A state champion wrestler and runner from Lisbon High School who coveted another title in both sports this winter will not be allowed to compete in the Maine Principals’ Association indoor track championship due to a clerical oversight.

Tyler Clark has practiced with the Lewiston High School indoor track team while competing independently in Western Maine Conference weekend meets at the University of Southern Maine. While he would be a threat to win the one and two-mile Class B state finals on Feb. 19, he is forbidden to compete because his name was inadvertently left off Lewiston and Lisbon’s co-operative team paperwork.

Those names were due at the MPA office in Augusta prior to the first countable meet in December. When Clark’s name was submitted in January as a state qualifier, the MPA notified athletic directors Jason Fuller of Lewiston and Jeff Ramich of Lisbon of the previous omission and informed them Clark was ineligible.

Lisbon appealed the ruling to the MPA’s Interscholastic Management Committee on Jan. 31, the same day Jay High School challenged three girls’ basketball forfeits for the use of an admittedly ineligible player. Like the Tigers immediately before them, Clark and the Greyhounds were denied.

“We wanted to appeal, even though we pretty much knew what the ruling would be,” said Ramich. “(The MPA is) being consistent, which is really all you can ask for.”

Clark was one of four Lisbon students who expressed interest in running track this winter. Two girls signed up immediately as soon as Lisbon and Lewiston’s agreement became official. Later in November, after Clark heard the news and surveyed his prospective wrestling, track and academic schedule, he announced his intentions to join.

A third female student also signed up at that point, and Ramich reported the two late arrivals to Fuller. While the girl’s name appears on the official document submitted to the MPA, Clark’s does not.

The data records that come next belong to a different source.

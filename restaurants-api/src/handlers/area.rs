use axum::{extract::State, response::Json, routing::get, Router};
use diesel::OptionalExtension;
use diesel_async::RunQueryDsl;
use tracing::instrument;

use crate::error::ApiError;
use crate::extract::PathParam;
use crate::mapper;
use crate::models::*;
use crate::queries;

use super::AppState;

pub fn router() -> Router<AppState> {
    Router::new().route("/api/areas/{area_id}/restaurants", get(get_area_restaurants))
}

#[utoipa::path(
    get,
    path = "/api/areas/{area_id}/restaurants",
    responses(
        (status = 200, description = "Area with its restaurants", body = AreaResponse),
        (status = 404, description = "Area not found", body = ApiErrorResponse),
        (status = 422, description = "Area ID is not an integer", body = ApiErrorResponse),
        (status = 500, description = "Server error", body = ApiErrorResponse),
    ),
    params(
        ("area_id" = i32, Path, description = "Area ID")
    ),
    tag = "areas"
)]
#[instrument(skip(state))]
pub async fn get_area_restaurants(
    State(state): State<AppState>,
    PathParam(area_id): PathParam<i32>,
) -> Result<Json<AreaResponse>, ApiError> {
    let mut conn = state.connection().await?;

    let area = queries::area_with_restaurants(area_id)
        .get_result::<AreaSummary>(&mut *conn)
        .await
        .optional()?
        .ok_or_else(|| ApiError::area_not_found(area_id))?;

    Ok(Json(AreaResponse {
        area: mapper::map_row(area)?,
    }))
}
use std::fs;
use std::path::Path;

use diesel::{insert_into, sql_query};
use diesel_async::{scoped_futures::ScopedFutureExt, AsyncConnection, AsyncPgConnection, RunQueryDsl};
use serde::Deserialize;
use tracing::info;

use crate::models::{NewArea, NewRating, NewRestaurant};
use crate::schema::{areas, ratings, restaurants};

#[derive(Debug, thiserror::Error)]
pub enum SeedError {
    #[error("failed to read seed file: {0}")]
    Io(#[from] std::io::Error),
    #[error("invalid seed file: {0}")]
    Parse(#[from] serde_json::Error),
    #[error("failed to write seed data: {0}")]
    Database(#[from] diesel::result::Error),
}

/// Rows to load. Ids restart at 1, so `area_id` and `restaurant_id` refer
/// to the 1-based position of the row in `areas` and `restaurants`.
#[derive(Debug, Deserialize, PartialEq)]
pub struct SeedData {
    pub areas: Vec<NewArea>,
    pub restaurants: Vec<NewRestaurant>,
    #[serde(default)]
    pub ratings: Vec<NewRating>,
}

impl SeedData {
    pub fn from_file(path: &Path) -> Result<Self, SeedError> {
        let raw = fs::read_to_string(path)?;
        Ok(serde_json::from_str(&raw)?)
    }
}

/// Replaces every row in the three tables with `data`, atomically.
pub async fn seed(conn: &mut AsyncPgConnection, data: &SeedData) -> Result<(), SeedError> {
    conn.transaction(|conn| {
        async move {
            sql_query("TRUNCATE ratings, restaurants, areas RESTART IDENTITY CASCADE")
                .execute(conn)
                .await?;
            insert_into(areas::table)
                .values(&data.areas)
                .execute(conn)
                .await?;
            insert_into(restaurants::table)
                .values(&data.restaurants)
                .execute(conn)
                .await?;
            if !data.ratings.is_empty() {
                insert_into(ratings::table)
                    .values(&data.ratings)
                    .execute(conn)
                    .await?;
            }
            Ok::<_, diesel::result::Error>(())
        }
        .scope_boxed()
    })
    .await?;

    info!(
        areas = data.areas.len(),
        restaurants = data.restaurants.len(),
        ratings = data.ratings.len(),
        "seeded database"
    );
    Ok(())
}

#[cfg(test)]
mod tests {
    use super::*;

    #[test]
    fn test_parse_seed_data() {
        let data: SeedData = serde_json::from_str(
            r#"{
                "areas": [{"area_name": "Northern Quarter"}],
                "restaurants": [{
                    "restaurant_name": "Rudys Pizza",
                    "area_id": 1,
                    "cuisine": "Neapolitan Pizzeria",
                    "website": "http://rudyspizza.co.uk/"
                }],
                "ratings": [{"restaurant_id": 1, "rating": 5}]
            }"#,
        )
        .unwrap();

        assert_eq!(data.areas[0].area_name, "Northern Quarter");
        assert_eq!(data.restaurants[0].area_id, 1);
        assert_eq!(data.ratings[0].rating, 5);
    }

    #[test]
    fn test_ratings_are_optional() {
        let data: SeedData =
            serde_json::from_str(r#"{"areas": [], "restaurants": []}"#).unwrap();
        assert!(data.ratings.is_empty());
    }

    #[test]
    fn test_bundled_seed_file_parses() {
        let path = Path::new(env!("CARGO_MANIFEST_DIR")).join("data/dev.json");
        let data = SeedData::from_file(&path).unwrap();

        assert!(!data.areas.is_empty());
        for restaurant in &data.restaurants {
            assert!(restaurant.area_id >= 1 && restaurant.area_id as usize <= data.areas.len());
        }
        for rating in &data.ratings {
            assert!(
                rating.restaurant_id >= 1
                    && rating.restaurant_id as usize <= data.restaurants.len()
            );
        }
    }

    #[test]
    fn test_missing_file() {
        let result = SeedData::from_file(Path::new("does/not/exist.json"));
        assert!(matches!(result, Err(SeedError::Io(_))));
    }
}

“The rules are there to keep it fair for everyone, so they are kind of cut-and-dried,” said MPA assistant executive director Larry LaBrie of Auburn. “Our membership is the unbiased, fair jury of appeals. (The schools) are appealing to their peers, who then interpret the rules.”

LaBrie said the MPA fields several requests for such a hearing in any given academic year. The committee met with three schools in Jan. 31. In addition to Jay and Lisbon, Calais High School made the trip to the capital city to protest the football committee’s denial of its request to field a first-year team in Eastern Class C next season. That decision was upheld, as well.

Each of the appeals had a distinctly different flavor, but the two local schools made similarly sympathetic cases. Jay flagged itself in December after recognizing that a girl who saw limited time in three victories was enrolled as a part-time student due to family commitments.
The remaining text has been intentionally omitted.